→ Action item
Among the entries that follow, how many lines contain the string "Result"? Write the number alone.

→ Excerpted records
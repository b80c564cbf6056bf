use crate::{reader::AseReader, AsepriteParseError, Result};
use bitflags::bitflags;

/// Types of layer.
#[derive(Debug, Clone, Copy, PartialEq, Eq)]
pub enum LayerType {
    /// A regular image layer.
    Normal,
    /// A layer that groups other layers and does not contain any image data.
    /// Groups are never painted directly.
    Group,
}

bitflags! {
    /// Layer flags as stored in the layer chunk.
    pub struct LayerFlags: u16 {
        /// Layer is visible (eye icon is enabled).
        const VISIBLE = 0x0001;
        /// Layer can be modified (lock icon is disabled).
        const EDITABLE = 0x0002;
        /// Layer cannot be moved.
        const MOVEMENT_LOCKED = 0x0004;
        /// Layer is background (stack order cannot be changed).
        const BACKGROUND = 0x0008;
        /// Prefer to link cels when the user copies them.
        const CONTINUOUS = 0x0010;
        /// Prefer to show this group layer collapsed.
        const COLLAPSED = 0x0020;
        /// This is a reference layer.
        const REFERENCE = 0x0040;
    }
}

/// Describes how a layer is combined with the layers underneath it.
#[derive(Debug, Clone, Copy, PartialEq, Eq)]
#[allow(missing_docs)]
pub enum BlendMode {
    Normal,
    Multiply,
    Screen,
    Overlay,
    Darken,
    Lighten,
    ColorDodge,
    ColorBurn,
    HardLight,
    SoftLight,
    Difference,
    Exclusion,
    Hue,
    Saturation,
    Color,
    Luminosity,
    Addition,
    Subtract,
    Divide,
}

/// Prefix marking a layer as metadata. Such layers are never rendered into the
/// visual output.
pub const METADATA_PREFIX: char = '@';

/// A decoded layer chunk.
#[derive(Debug, Clone)]
pub struct LayerChunk {
    /// Layer flags.
    pub flags: LayerFlags,
    /// Regular layer or group.
    pub layer_type: LayerType,
    /// Nesting depth. Top-level layers have level 0.
    pub child_level: u16,
    /// Blend mode used when compositing this layer.
    pub blend_mode: BlendMode,
    /// Layer opacity (0-255).
    pub opacity: u8,
    /// Name as shown in the timeline.
    pub name: String,
}

impl LayerChunk {
    /// Shortcut for `.flags.contains(LayerFlags::VISIBLE)`. Does not take
    /// parent groups into account, see [effective_visibility].
    pub fn is_visible(&self) -> bool {
        self.flags.contains(LayerFlags::VISIBLE)
    }

    #[allow(missing_docs)]
    pub fn is_editable(&self) -> bool {
        self.flags.contains(LayerFlags::EDITABLE)
    }

    #[allow(missing_docs)]
    pub fn is_background(&self) -> bool {
        self.flags.contains(LayerFlags::BACKGROUND)
    }

    /// Layers whose name starts with `@` carry metadata instead of artwork.
    pub fn is_metadata(&self) -> bool {
        self.name.starts_with(METADATA_PREFIX)
    }
}

pub(crate) fn parse_chunk(data: &[u8]) -> Result<LayerChunk> {
    let mut reader = AseReader::new(data);

    let flags = reader.word()?;
    let layer_type = reader.word()?;
    let child_level = reader.word()?;
    let _default_width = reader.word()?;
    let _default_height = reader.word()?;
    let blend_mode = reader.word()?;
    let opacity = reader.byte()?;
    reader.skip_reserved(3)?;
    let name = reader.string()?;

    Ok(LayerChunk {
        flags: LayerFlags::from_bits_truncate(flags),
        layer_type: parse_layer_type(layer_type)?,
        child_level,
        blend_mode: parse_blend_mode(blend_mode)?,
        opacity,
        name,
    })
}

fn parse_layer_type(id: u16) -> Result<LayerType> {
    match id {
        0 => Ok(LayerType::Normal),
        1 => Ok(LayerType::Group),
        _ => Err(AsepriteParseError::InvalidInput(format!(
            "Invalid layer type: {}",
            id
        ))),
    }
}

fn parse_blend_mode(id: u16) -> Result<BlendMode> {
    match id {
        0 => Ok(BlendMode::Normal),
        1 => Ok(BlendMode::Multiply),
        2 => Ok(BlendMode::Screen),
        3 => Ok(BlendMode::Overlay),
        4 => Ok(BlendMode::Darken),
        5 => Ok(BlendMode::Lighten),
        6 => Ok(BlendMode::ColorDodge),
        7 => Ok(BlendMode::ColorBurn),
        8 => Ok(BlendMode::HardLight),
        9 => Ok(BlendMode::SoftLight),
        10 => Ok(BlendMode::Difference),
        11 => Ok(BlendMode::Exclusion),
        12 => Ok(BlendMode::Hue),
        13 => Ok(BlendMode::Saturation),
        14 => Ok(BlendMode::Color),
        15 => Ok(BlendMode::Luminosity),
        16 => Ok(BlendMode::Addition),
        17 => Ok(BlendMode::Subtract),
        18 => Ok(BlendMode::Divide),
        _ => Err(AsepriteParseError::InvalidInput(format!(
            "Invalid/Unsupported blend mode: {}",
            id
        ))),
    }
}

/// Index of the parent group of `layers[index]`.
///
/// Layers are stored flat in document order; the parent is the nearest
/// preceding layer whose child level is exactly one less.
pub fn parent_index(layers: &[&LayerChunk], index: usize) -> Option<usize> {
    let level = layers.get(index)?.child_level;
    if level == 0 {
        return None;
    }
    (0..index)
        .rev()
        .find(|&candidate| layers[candidate].child_level == level - 1)
}

/// A layer is visible if it and every ancestor group has the visible flag.
pub fn effective_visibility(layers: &[&LayerChunk], index: usize) -> bool {
    let mut current = Some(index);
    while let Some(id) = current {
        match layers.get(id) {
            Some(layer) if layer.is_visible() => current = parent_index(layers, id),
            _ => return false,
        }
    }
    true
}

→ Response box
4